趙有道說到后面已經有些不耐煩,這歷朝歷代學醫的都是男子,她一個女子也說要看什么醫書,這醫書豈是一般女子能看懂的,若非她是皇上的嬪妃,他早就對她不客氣了。
顧惜本想說,她可以在太醫們都去請平安脈,此處無人的時候過來,但看趙有道的態度,怕是也不會答應。
看來這書她今天是借不到了。
也許真的如花月所說,只有皇上或者貴妃才能借到,可是……罷了,看來只能另尋他法了。
“謝趙太醫,那顧惜便不打擾了。”
顧惜和竹音剛走出太醫院不遠,身后忽然有人叫住了她們:“顧昭儀,請留步。”
顧惜看向身后,一位身著太醫服制,面容清俊的男子向她們走來。他背著一個檀木藥箱,腰間束以玉帶,掛著幾個小巧的藥瓶與針灸包,看起來是太醫院的人。
“請問大人有何事?”
“娘娘,下官是太醫院的吏目穆云齊,剛剛聽到了娘娘與趙太醫的談話,興許下官能幫得上娘娘的忙。”穆云齊微微躬身向顧惜作揖,其食指關節上還沾有沒來得及清理掉的藥粉,抬袖時身側飄起一股淡淡的藥香。
“原來是穆太醫,顧惜有禮了。只是……不知你可以如何幫我?”顧惜這才想起剛剛在與趙有道交談時好像與此人打過照面。
“不知娘娘想要找的是什么書?若能告知,下官可在閑暇之時為娘娘謄抄一份。”
顧惜眼神倏地亮了起來,她的目光灼灼,嘴角綻開了淡淡的笑意,穆云齊瞬間有些恍惚。
“真的……可以嗎?”顧惜興奮之余還是有些猶疑。
穆云齊正色道:“自然可以,只是太醫院典籍眾多,下官還需娘娘告知要的是何醫書,再為娘娘謄抄。

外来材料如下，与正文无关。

impl ResolutionContext<'_> {
    /// Resolve one schema child through the identity map.
    ///
    /// Linked items are registered under `components.schemas` and returned
    /// as a `$ref`; components are returned inline. Re-entering an
    /// identifier that is still in progress yields a `$ref` stub.
    pub fn resolve_child(&mut self, child: &ChildRef) -> Result<SchemaEntry, ResolveError> {
        let graph = self.graph;
        let item = graph.schema(&child.codename)?;
        let identifier = item.identifier(&child.codename);
        self.claim_identifier(&identifier, &child.codename)?;

        match self.states.get(&identifier) {
            Some(ResolutionState::InProgress) => {
                log::debug!("cycle through schema '{identifier}'");
                self.recursive.insert(identifier.clone());
                return Ok(SchemaEntry::reference(&identifier));
            }
            Some(ResolutionState::Resolved) => {
                if let Some(entry) = self.processed.get(&identifier) {
                    if child.is_item && entry.schema.ref_path().is_none() {
                        return Ok(self.promote(&identifier));
                    }
                    return Ok(entry.clone());
                }
            }
            None => {}
        }

        self.states
            .insert(identifier.clone(), ResolutionState::InProgress);
        let entry = if child.is_item {
            let reference = SchemaEntry::reference(&identifier);
            self.processed.insert(identifier.clone(), reference.clone());
            let body = self.resolve_schema(&child.codename, item)?;
            self.components.schemas.insert(identifier.clone(), body);
            reference
        } else {
            let body = self.resolve_schema(&child.codename, item)?;
            let entry = SchemaEntry {
                identifier: identifier.clone(),
                schema: body,
            };
            self.processed.insert(identifier.clone(), entry.clone());
            entry
        };
        self.states.insert(identifier, ResolutionState::Resolved);
        Ok(entry)
    }

    /// Move an inline body that was resolved earlier into
    /// `components.schemas`; later uses of the identifier get the `$ref`.
    pub(crate) fn promote(&mut self, identifier: &str) -> SchemaEntry {
        let reference = SchemaEntry::reference(identifier);
        if let Some(previous) = self
            .processed
            .insert(identifier.to_string(), reference.clone())
        {
            if previous.schema != reference.schema
                && !self.components.schemas.contains_key(identifier)
            {
                log::debug!("promoting inline schema '{identifier}' into components");
                self.components
                    .schemas
                    .insert(identifier.to_string(), previous.schema);
            }
        }
        reference
    }

    fn claim_identifier(&mut self, identifier: &str, codename: &str) -> Result<(), ResolveError> {
        match self.owners.get(identifier) {
            None => {
                self.owners
                    .insert(identifier.to_string(), codename.to_string());
                Ok(())
            }
            Some(owner) if owner == codename => Ok(()),
            Some(owner) => match self.options.schema_names {
                SchemaNamePolicy::Error => Err(ResolveError::SchemaNameCollision {
                    identifier: identifier.to_string(),
                    first: owner.clone(),
                    second: codename.to_string(),
                }),
                SchemaNamePolicy::Reuse => {
                    log::debug!(
                        "schema '{codename}' shares identifier '{identifier}' with '{owner}', reusing"
                    );
                    Ok(())
                }
            },
        }
    }

    /// Build the body of a schema item, dispatching on its variant.
    pub(crate) fn resolve_schema(
        &mut self,
        codename: &str,
        item: &SchemaItem,
    ) -> Result<SchemaOrRef, ResolveError> {
        let common = item.common();
        let mut schema = Schema {
            description: self.describe(&common.description, LabelMode::CalloutsOnly)?,
            ..Schema::default()
        };
        if non_empty(&common.example).is_some() {
            schema.example = self.example(codename, ExampleKind::of_schema(item), &common.example);
        }

        match item {
            SchemaItem::AllOf(s) => {
                schema.all_of = self.schema_list(&s.schemas)?;
            }
            SchemaItem::AnyOf(s) => {
                apply_flags(&mut schema, &s.flags);
                schema.any_of = s
                    .schemas
                    .iter()
                    .map(|linked| -> Result<SchemaOrRef, ResolveError> {
                        Ok(self.resolve_child(&ChildRef::linked(linked))?.schema)
                    })
                    .collect::<Result<_, _>>()?;
            }
            SchemaItem::Array(s) => {
                schema.schema_type = Some(SchemaType::Array);
                schema.items = self
                    .single_schema("items", codename, &s.items)?
                    .map(Box::new);
                schema.unique_items = boolean_choice(&s.unique_items);
            }
            SchemaItem::Boolean(s) => {
                schema.schema_type = Some(SchemaType::Boolean);
                apply_flags(&mut schema, &s.flags);
            }
            SchemaItem::Integer(s) => {
                schema.schema_type = Some(SchemaType::Integer);
                apply_flags(&mut schema, &s.flags);
                schema.enum_values = example::enum_values(ExampleKind::Integer, &s.accepted_values);
                schema.format = single_choice(&s.format).map(str::to_string);
                schema.default_value = s.default_value.clone().map(Value::Number);
                schema.minimum = s.minimum.clone();
                schema.maximum = s.maximum.clone();
            }
            SchemaItem::Number(s) => {
                schema.schema_type = Some(SchemaType::Number);
                apply_flags(&mut schema, &s.flags);
                schema.enum_values = example::enum_values(ExampleKind::Number, &s.accepted_values);
                schema.format = single_choice(&s.format).map(str::to_string);
                schema.minimum = s.minimum.clone();
                schema.maximum = s.maximum.clone();
            }
            SchemaItem::Object(s) => {
                schema.schema_type = Some(SchemaType::Object);
                schema.properties = self.schema_map(&s.properties)?;
                schema.additional_properties = self
                    .single_schema("additionalProperties", codename, &s.additional_properties)?
                    .map(Box::new);
                schema.required = s
                    .required
                    .split(',')
                    .map(str::trim)
                    .filter(|name| !name.is_empty())
                    .map(str::to_string)
                    .collect();
            }
            SchemaItem::OneOf(s) => {
                schema.one_of = self.schema_list(&s.schemas)?;
                schema.discriminator = self.discriminator(codename, &s.discriminator)?;
            }
            SchemaItem::String(s) => {
                schema.schema_type = Some(SchemaType::String);
                apply_flags(&mut schema, &s.flags);
                schema.enum_values = example::enum_values(ExampleKind::Text, &s.accepted_values);
                schema.format = non_empty(&s.format);
                schema.default_value = non_empty(&s.default_value).map(Value::String);
                schema.min_length = s.min_length.as_ref().and_then(|n| n.as_u64());
                schema.max_length = s.max_length.as_ref().and_then(|n| n.as_u64());
            }
            SchemaItem::PropertyReference(s) => {
                return match self.single_slot("schema", codename, &s.schema)? {
                    Some(linked) => Ok(self.resolve_child(&ChildRef::linked(linked))?.schema),
                    None => Ok(schema.into()),
                };
            }
        }
        Ok(schema.into())
    }

    /// Resolve every child of a rich-text field in document order.
    fn schema_entries(&mut self, field: &str) -> Result<Vec<SchemaEntry>, ResolveError> {
        rich_text::extract_children(field)
            .iter()
            .map(|child| self.resolve_child(child))
            .collect()
    }

    /// `allOf` / `oneOf` members: entries without their identifiers.
    pub(crate) fn schema_list(&mut self, field: &str) -> Result<Vec<SchemaOrRef>, ResolveError> {
        Ok(self
            .schema_entries(field)?
            .into_iter()
            .map(|entry| entry.schema)
            .collect())
    }

    /// `properties`: entries keyed by identifier.
    fn schema_map(&mut self, field: &str) -> Result<IndexMap<String, SchemaOrRef>, ResolveError> {
        Ok(self
            .schema_entries(field)?
            .into_iter()
            .map(|entry| (entry.identifier, entry.schema))
            .collect())
    }

    /// A slot holding exactly one schema (`items`, `additionalProperties`,
    /// media type `schema`).
    pub(crate) fn single_schema(
        &mut self,
        slot: &'static str,
        codename: &str,
        field: &str,
    ) -> Result<Option<SchemaOrRef>, ResolveError> {
        let children = rich_text::extract_children(field);
        match self.single_slot(slot, codename, &children)? {
            Some(child) => Ok(Some(self.resolve_child(child)?.schema)),
            None => Ok(None),
        }
    }

    fn discriminator(
        &mut self,
        codename: &str,
        field: &str,
    ) -> Result<Option<Discriminator>, ResolveError> {
        let children = rich_text::extract_children(field);
        let Some(child) = self.single_slot("discriminator", codename, &children)? else {
            return Ok(None);
        };
        let graph = self.graph;
        let item = graph.discriminator(&child.codename)?;

        let mut mapping = IndexMap::new();
        for map_child in rich_text::extract_children(&item.mapping) {
            let map_item = graph.discriminator_map_item(&map_child.codename)?;
            let Some(linked) = self.single_slot("schema", &map_child.codename, &map_item.schema)?
            else {
                continue;
            };
            let entry = self.resolve_child(&ChildRef::linked(linked))?;
            let target = entry
                .schema
                .ref_path()
                .map(str::to_string)
                .unwrap_or_else(|| component_ref(ComponentSection::Schemas, &entry.identifier));
            mapping.insert(map_item.discriminator_value.clone(), target);
        }

        Ok(Some(Discriminator {
            property_name: item.property_name.clone(),
            mapping,
        }))
    }

    /// Coerce an example; malformed JSON is reported and dropped.
    pub(crate) fn example(&mut self, codename: &str, kind: ExampleKind, raw: &str) -> Option<Value> {
        match example::coerce(kind, raw) {
            Ok(value) => Some(value),
            Err(error) => {
                self.notify_malformed_example(codename, &error);
                None
            }
        }
    }
}
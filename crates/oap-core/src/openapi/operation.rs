use indexmap::IndexMap;
use serde::Serialize;

use super::parameter::ParameterOrRef;
use super::request_body::RequestBodyOrRef;
use super::response::ResponseOrRef;

/// One `x-code-samples` entry rendered as a language tab by the reference UI.
#[derive(Debug, Clone, PartialEq, Serialize)]
pub struct CodeSample {
    pub lang: String,
    pub source: String,
}

/// An API operation.
#[derive(Debug, Clone, PartialEq, Default, Serialize)]
pub struct Operation {
    #[serde(skip_serializing_if = "Option::is_none")]
    pub summary: Option<String>,

    #[serde(skip_serializing_if = "Option::is_none")]
    pub description: Option<String>,

    #[serde(rename = "operationId", skip_serializing_if = "Option::is_none")]
    pub operation_id: Option<String>,

    #[serde(skip_serializing_if = "Vec::is_empty")]
    pub tags: Vec<String>,

    #[serde(skip_serializing_if = "Vec::is_empty")]
    pub parameters: Vec<ParameterOrRef>,

    #[serde(rename = "requestBody", skip_serializing_if = "Option::is_none")]
    pub request_body: Option<RequestBodyOrRef>,

    pub responses: IndexMap<String, ResponseOrRef>,

    #[serde(skip_serializing_if = "Option::is_none")]
    pub deprecated: Option<bool>,

    #[serde(
        rename = "x-code-samples",
        skip_serializing_if = "Vec::is_empty"
    )]
    pub code_samples: Vec<CodeSample>,
}

/// HTTP methods a path item can hold.
#[derive(Debug, Clone, Copy, PartialEq, Eq)]
pub enum HttpMethod {
    Get,
    Put,
    Post,
    Delete,
    Options,
    Head,
    Patch,
    Trace,
}

impl HttpMethod {
    /// Parse a method name case-insensitively, ignoring surrounding whitespace.
    pub fn parse(method: &str) -> Option<Self> {
        match method.trim().to_lowercase().as_str() {
            "get" => Some(HttpMethod::Get),
            "put" => Some(HttpMethod::Put),
            "post" => Some(HttpMethod::Post),
            "delete" => Some(HttpMethod::Delete),
            "options" => Some(HttpMethod::Options),
            "head" => Some(HttpMethod::Head),
            "patch" => Some(HttpMethod::Patch),
            "trace" => Some(HttpMethod::Trace),
            _ => None,
        }
    }

    pub fn as_str(self) -> &'static str {
        match self {
            HttpMethod::Get => "get",
            HttpMethod::Put => "put",
            HttpMethod::Post => "post",
            HttpMethod::Delete => "delete",
            HttpMethod::Options => "options",
            HttpMethod::Head => "head",
            HttpMethod::Patch => "patch",
            HttpMethod::Trace => "trace",
        }
    }
}

/// A path item, containing operations keyed by HTTP method.
#[derive(Debug, Clone, PartialEq, Default, Serialize)]
pub struct PathItem {
    #[serde(skip_serializing_if = "Option::is_none")]
    pub get: Option<Operation>,
    #[serde(skip_serializing_if = "Option::is_none")]
    pub put: Option<Operation>,
    #[serde(skip_serializing_if = "Option::is_none")]
    pub post: Option<Operation>,
    #[serde(skip_serializing_if = "Option::is_none")]
    pub delete: Option<Operation>,
    #[serde(skip_serializing_if = "Option::is_none")]
    pub options: Option<Operation>,
    #[serde(skip_serializing_if = "Option::is_none")]
    pub head: Option<Operation>,
    #[serde(skip_serializing_if = "Option::is_none")]
    pub patch: Option<Operation>,
    #[serde(skip_serializing_if = "Option::is_none")]
    pub trace: Option<Operation>,
}

impl PathItem {
    pub fn operation(&self, method: HttpMethod) -> Option<&Operation> {
        match method {
            HttpMethod::Get => self.get.as_ref(),
            HttpMethod::Put => self.put.as_ref(),
            HttpMethod::Post => self.post.as_ref(),
            HttpMethod::Delete => self.delete.as_ref(),
            HttpMethod::Options => self.options.as_ref(),
            HttpMethod::Head => self.head.as_ref(),
            HttpMethod::Patch => self.patch.as_ref(),
            HttpMethod::Trace => self.trace.as_ref(),
        }
    }

    /// Slot for `method`; assigning replaces any operation already there.
    pub fn slot_mut(&mut self, method: HttpMethod) -> &mut Option<Operation> {
        match method {
            HttpMethod::Get => &mut self.get,
            HttpMethod::Put => &mut self.put,
            HttpMethod::Post => &mut self.post,
            HttpMethod::Delete => &mut self.delete,
            HttpMethod::Options => &mut self.options,
            HttpMethod::Head => &mut self.head,
            HttpMethod::Patch => &mut self.patch,
            HttpMethod::Trace => &mut self.trace,
        }
    }
}
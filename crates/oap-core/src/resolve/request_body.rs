use indexmap::IndexMap;

use super::ResolutionContext;
use super::example::ExampleKind;
use crate::content::item::RequestBody as RequestBodyItem;
use crate::content::{boolean_choice, non_empty};
use crate::error::ResolveError;
use crate::openapi::media_type::MediaType;
use crate::openapi::request_body::{RequestBody, RequestBodyOrRef};
use crate::rich_text::{self, LabelMode};

/// Component key of a request body item.
pub fn request_body_key(codename: &str) -> String {
    format!("requestBody_{codename}")
}

impl ResolutionContext<'_> {
    /// Resolve the single request body embedded in an operation.
    pub fn request_body(
        &mut self,
        operation: &str,
        field: &str,
    ) -> Result<Option<RequestBodyOrRef>, ResolveError> {
        let children = rich_text::extract_children(field);
        let Some(child) = self.exactly_one("requestBody", operation, &children)? else {
            return Ok(None);
        };
        let graph = self.graph;
        let item = graph.request_body(&child.codename)?;

        if !child.is_item {
            let body = self.build_request_body(&child.codename, item)?;
            return Ok(Some(RequestBodyOrRef::RequestBody(body)));
        }
        let key = request_body_key(&child.codename);
        if !self.components.request_bodies.contains_key(&key) {
            let body = self.build_request_body(&child.codename, item)?;
            self.components.request_bodies.insert(key.clone(), body);
        }
        Ok(Some(RequestBodyOrRef::component(&key)))
    }

    fn build_request_body(
        &mut self,
        codename: &str,
        item: &RequestBodyItem,
    ) -> Result<RequestBody, ResolveError> {
        let description = self.describe(&item.description, LabelMode::CalloutsOnly)?;
        let mut content = IndexMap::new();
        if let Some(media_type) = item.media_type.first() {
            let media = self.media_type(codename, &item.schema, &item.example)?;
            content.insert(media_type.clone(), media);
        }
        Ok(RequestBody {
            description,
            content,
            required: boolean_choice(&item.required),
        })
    }

    /// A `content` entry: the field's single schema plus a JSON example.
    pub(crate) fn media_type(
        &mut self,
        codename: &str,
        schema: &str,
        example: &str,
    ) -> Result<MediaType, ResolveError> {
        let schema = self.single_schema("schema", codename, schema)?;
        let example = match non_empty(example) {
            Some(raw) => self.example(codename, ExampleKind::Json, &raw),
            None => None,
        };
        Ok(MediaType { schema, example })
    }
}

”
“大人為何愿意幫我?”顧惜遲疑了下,還是問出了心中的疑問,她與這位穆太醫并不相識,她想不明白他為何愿意幫她。
“實不相瞞,下官世代行醫,方才見娘娘一心求學,讓我想起了舍妹,她也如同娘娘這般,癡迷于藥學醫理......”
顧惜看他說話的樣子情真意切,也不再懷疑,于是向穆云齊說明了來意,顧惜最后說道:“只是我也不確定,太醫院是否有我要找的書。”
穆云齊聽完顧惜說的話后,已心中有數,他允諾道:“娘娘要找的書,下官或許知曉。請娘娘放心,十日過后,下官會設法到娘娘宮中請平安脈,再將抄本交與娘娘。”
“如此便謝過穆太醫了,大人的恩情顧惜定不會忘記。”
“娘娘言重了。”
十日后,穆云齊果然來了。
“這本《本草通鑒》應該有娘娘要找之物。”穆云齊從藥箱中拿出了抄本。